Task statement: Search the records below for the string "DiscontinuousFunc" and report only the number of lines that contain it.

----- Records for the task -----

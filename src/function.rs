//! Function values at integration points, and the scalar types forms are evaluated with.
//!
//! Every form kernel is evaluated in two modes: numerically with `f64`, and symbolically with
//! [`Order`], which tracks polynomial orders instead of values. Both implement [`FormScalar`],
//! so a single generic integrand serves as both the numeric and the order callback.

use num::Zero;
use std::fmt::Debug;
use std::iter::Sum;
use std::ops::{Add, AddAssign, Deref, Div, Mul, MulAssign, Neg, Sub, SubAssign};

pub mod integrals;
mod mesh_function;

pub use mesh_function::{ExactFunction, MeshFunction, Solution};

use crate::mesh::ElementId;

pub trait FormScalar:
    Copy
    + Debug
    + Send
    + Sync
    + 'static
    + Zero
    + Add<Output = Self>
    + Sub<Output = Self>
    + Mul<Output = Self>
    + Div<Output = Self>
    + Neg<Output = Self>
    + AddAssign
    + SubAssign
    + MulAssign
    + Sum
{
    /// A constant.
    fn from_f64(value: f64) -> Self;

    fn sqrt(self) -> Self;
    fn abs(self) -> Self;
    fn powi(self, n: i32) -> Self;
    fn exp(self) -> Self;
    fn ln(self) -> Self;
    fn sin(self) -> Self;
    fn cos(self) -> Self;
}

impl FormScalar for f64 {
    fn from_f64(value: f64) -> Self {
        value
    }

    fn sqrt(self) -> Self {
        f64::sqrt(self)
    }

    fn abs(self) -> Self {
        f64::abs(self)
    }

    fn powi(self, n: i32) -> Self {
        f64::powi(self, n)
    }

    fn exp(self) -> Self {
        f64::exp(self)
    }

    fn ln(self) -> Self {
        f64::ln(self)
    }

    fn sin(self) -> Self {
        f64::sin(self)
    }

    fn cos(self) -> Self {
        f64::cos(self)
    }
}

/// Polynomial order of an expression.
///
/// Sums and differences take the larger order, products and quotients add orders. Quotients
/// are treated like products since the integrand is approximated by a polynomial anyway.
#[derive(Debug, Copy, Clone, Default, PartialEq, Eq, PartialOrd, Ord, Hash)]
pub struct Order(pub i32);

impl Order {
    /// Order assigned to non-polynomial expressions.
    pub const HIGH: Order = Order(20);

    pub fn get(&self) -> i32 {
        self.0
    }
}

impl Add for Order {
    type Output = Order;

    fn add(self, rhs: Self) -> Self::Output {
        Order(self.0.max(rhs.0))
    }
}

impl Sub for Order {
    type Output = Order;

    fn sub(self, rhs: Self) -> Self::Output {
        Order(self.0.max(rhs.0))
    }
}

impl Mul for Order {
    type Output = Order;

    fn mul(self, rhs: Self) -> Self::Output {
        Order(self.0 + rhs.0)
    }
}

impl Div for Order {
    type Output = Order;

    fn div(self, rhs: Self) -> Self::Output {
        Order(self.0 + rhs.0)
    }
}

impl Neg for Order {
    type Output = Order;

    fn neg(self) -> Self::Output {
        self
    }
}

impl AddAssign for Order {
    fn add_assign(&mut self, rhs: Self) {
        *self = *self + rhs;
    }
}

impl SubAssign for Order {
    fn sub_assign(&mut self, rhs: Self) {
        *self = *self - rhs;
    }
}

impl MulAssign for Order {
    fn mul_assign(&mut self, rhs: Self) {
        *self = *self * rhs;
    }
}

impl Sum for Order {
    fn sum<I: Iterator<Item = Self>>(iter: I) -> Self {
        iter.fold(Order(0), |a, b| a + b)
    }
}

impl Zero for Order {
    fn zero() -> Self {
        Order(0)
    }

    fn is_zero(&self) -> bool {
        self.0 == 0
    }
}

impl FormScalar for Order {
    fn from_f64(_value: f64) -> Self {
        Order(0)
    }

    fn sqrt(self) -> Self {
        self
    }

    fn abs(self) -> Self {
        self
    }

    fn powi(self, n: i32) -> Self {
        Order(self.0 * n.abs())
    }

    fn exp(self) -> Self {
        Order(3 + self.0)
    }

    fn ln(self) -> Self {
        Self::HIGH
    }

    fn sin(self) -> Self {
        Self::HIGH
    }

    fn cos(self) -> Self {
        Self::HIGH
    }
}

/// Values and physical first derivatives of a scalar function at a set of points.
#[derive(Debug, Clone, Default, PartialEq)]
pub struct Func<T> {
    pub val: Vec<T>,
    pub dx: Vec<T>,
    pub dy: Vec<T>,
}

impl<T: FormScalar> Func<T> {
    pub fn zeros(num_points: usize) -> Self {
        Self {
            val: vec![T::zero(); num_points],
            dx: vec![T::zero(); num_points],
            dy: vec![T::zero(); num_points],
        }
    }

    pub fn num_points(&self) -> usize {
        self.val.len()
    }

    pub fn resize(&mut self, num_points: usize) {
        self.val.resize(num_points, T::zero());
        self.dx.resize(num_points, T::zero());
        self.dy.resize(num_points, T::zero());
    }
}

impl Func<Order> {
    /// The single-point stand-in for a function of polynomial order `order`.
    pub fn order(order: i32) -> Self {
        let o = Order(order);
        Self {
            val: vec![o],
            dx: vec![o],
            dy: vec![o],
        }
    }
}

/// A function on both sides of an interface.
///
/// A missing side means the function vanishes there, as for a basis function supported on
/// the other element only.
#[derive(Debug, Clone, Default, PartialEq)]
pub struct DiscontinuousFunc<T> {
    pub central: Option<Func<T>>,
    pub neighbor: Option<Func<T>>,
}

impl<T: FormScalar> DiscontinuousFunc<T> {
    pub fn central(func: Func<T>) -> Self {
        Self {
            central: Some(func),
            neighbor: None,
        }
    }

    pub fn neighbor(func: Func<T>) -> Self {
        Self {
            central: None,
            neighbor: Some(func),
        }
    }

    pub fn both(central: Func<T>, neighbor: Func<T>) -> Self {
        Self {
            central: Some(central),
            neighbor: Some(neighbor),
        }
    }

    fn side(func: &Option<Func<T>>, component: impl Fn(&Func<T>) -> &Vec<T>, k: usize) -> T {
        func.as_ref().map(|f| component(f)[k]).unwrap_or_else(T::zero)
    }

    pub fn val_central(&self, k: usize) -> T {
        Self::side(&self.central, |f| &f.val, k)
    }

    pub fn val_neighbor(&self, k: usize) -> T {
        Self::side(&self.neighbor, |f| &f.val, k)
    }

    /// `central - neighbor` at point `k`.
    pub fn jump(&self, k: usize) -> T {
        self.val_central(k) - self.val_neighbor(k)
    }

    pub fn average(&self, k: usize) -> T {
        T::from_f64(0.5) * (self.val_central(k) + self.val_neighbor(k))
    }

    pub fn dx_average(&self, k: usize) -> T {
        T::from_f64(0.5) * (Self::side(&self.central, |f| &f.dx, k) + Self::side(&self.neighbor, |f| &f.dx, k))
    }

    pub fn dy_average(&self, k: usize) -> T {
        T::from_f64(0.5) * (Self::side(&self.central, |f| &f.dy, k) + Self::side(&self.neighbor, |f| &f.dy, k))
    }

    pub fn dx_jump(&self, k: usize) -> T {
        Self::side(&self.central, |f| &f.dx, k) - Self::side(&self.neighbor, |f| &f.dx, k)
    }

    pub fn dy_jump(&self, k: usize) -> T {
        Self::side(&self.central, |f| &f.dy, k) - Self::side(&self.neighbor, |f| &f.dy, k)
    }
}

/// Geometry at the integration points of an element or an edge.
///
/// Normals and tangents are only populated on edges.
#[derive(Debug, Clone, Default, PartialEq)]
pub struct Geom<T> {
    pub x: Vec<T>,
    pub y: Vec<T>,
    pub nx: Vec<T>,
    pub ny: Vec<T>,
    pub tx: Vec<T>,
    pub ty: Vec<T>,
    /// Element marker for volumetric integrals, edge marker on edges.
    pub marker: i32,
    pub id: ElementId,
    pub diameter: f64,
    pub area: f64,
    /// Local edge of the region being integrated over, if any.
    pub edge: Option<usize>,
}

impl Geom<Order> {
    /// Orders of the coordinates of a straight-edged element.
    pub fn order(marker: i32, id: ElementId, edge: Option<usize>) -> Self {
        Self {
            x: vec![Order(1)],
            y: vec![Order(1)],
            nx: vec![Order(0)],
            ny: vec![Order(0)],
            tx: vec![Order(0)],
            ty: vec![Order(0)],
            marker,
            id,
            diameter: 0.0,
            area: 0.0,
            edge,
        }
    }
}

/// Geometry of an interface between two elements, seen from the central element.
#[derive(Debug, Clone, Default, PartialEq)]
pub struct InterfaceGeom<T> {
    pub geom: Geom<T>,
    pub neighbor_marker: i32,
    pub neighbor_id: ElementId,
    pub neighbor_diameter: f64,
}

impl<T> Deref for InterfaceGeom<T> {
    type Target = Geom<T>;

    fn deref(&self) -> &Self::Target {
        &self.geom
    }
}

-----

Exercise result: 2